In a later interview, the girl told investigators she called Grunke early on the morning of Jan. 11 because she was feeling suicidal. After Grunke was arrested, the girl and her mother went to a friend’s home, where she told police about her thoughts of suicide and said she had spent some time at the Winnebago Mental Health Institute.
But while she was at Winnebago, according to an Iowa County Child Protective Services report, Grunke presented himself as the girl’s father and was able to visit her until authorities realized he was not her father and had possibly been giving her drugs.
When Madison officers found the pair together at the Park and Ride, Grunke initially ignored the officers’ directions but eventually got out of the car and was arrested for carrying a concealed knife. No charges were filed related to that arrest.

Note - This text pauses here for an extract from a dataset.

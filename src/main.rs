use apiload::error::AppResult;

fn main() -> AppResult<()> {
    apiload::entry::run()
}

As Grunke was taken from the car, the girl called out to him, “I love you,” Madison police noted.
Homeowners traumatized
The owner of the Dubuque County farmhouse where the woman was found dead said he rented the property to a man about two years ago and that a woman with two children moved in with him about a month ago.
“I met her a couple times and she seemed nice,” said the landlord, who asked not to be identified.
The owners of the town of Albion home, Natasha Iverson and Chad Gallagher, are being assisted by Dane County officials while their house is processed as a crime scene. In a Facebook post Thursday afternoon, Gallagher’s sister Nicole Gallagher Schenk said the couple are in need of clothes, food gift cards and other help while they’re displaced.
“No one likes to ask for help but no one is prepared to be displaced from their home & everything they know either,” Gallagher Schenk wrote. “So much to process on all levels.”
The couple have four children between the ages of 2 and 18, Gallagher Schenk told the Wisconsin State Journal.
Quarry Kennels, 1399 Ramsey Road near the Albion residence, said on its Facebook page Thursday that “All family, staff, & pets are safe,” and that it was open Thursday for boarding pickup and drop-off, with other services canceled.
“Please be patient with us as we regroup and get back to a normal schedule,” Quarry Kennels said.
The nearby Heartland Farm Sanctuary, home to more than 60 animals of 13 different species, was locked down during the incident. Employees weren’t able to put the rattled group of pigs, goats and llamas back in their barn until after 3 a.m. due to safety concerns.
“This is a sanctuary. We don’t expect to have police with guns drawn. This is the antithesis of what we see,” administrative director Steve Suleski said. “I think we’ll be dealing with some of the emotional aspects of this.”
State Journal reporters Jeff Richgels and Barry Adams contributed to this report.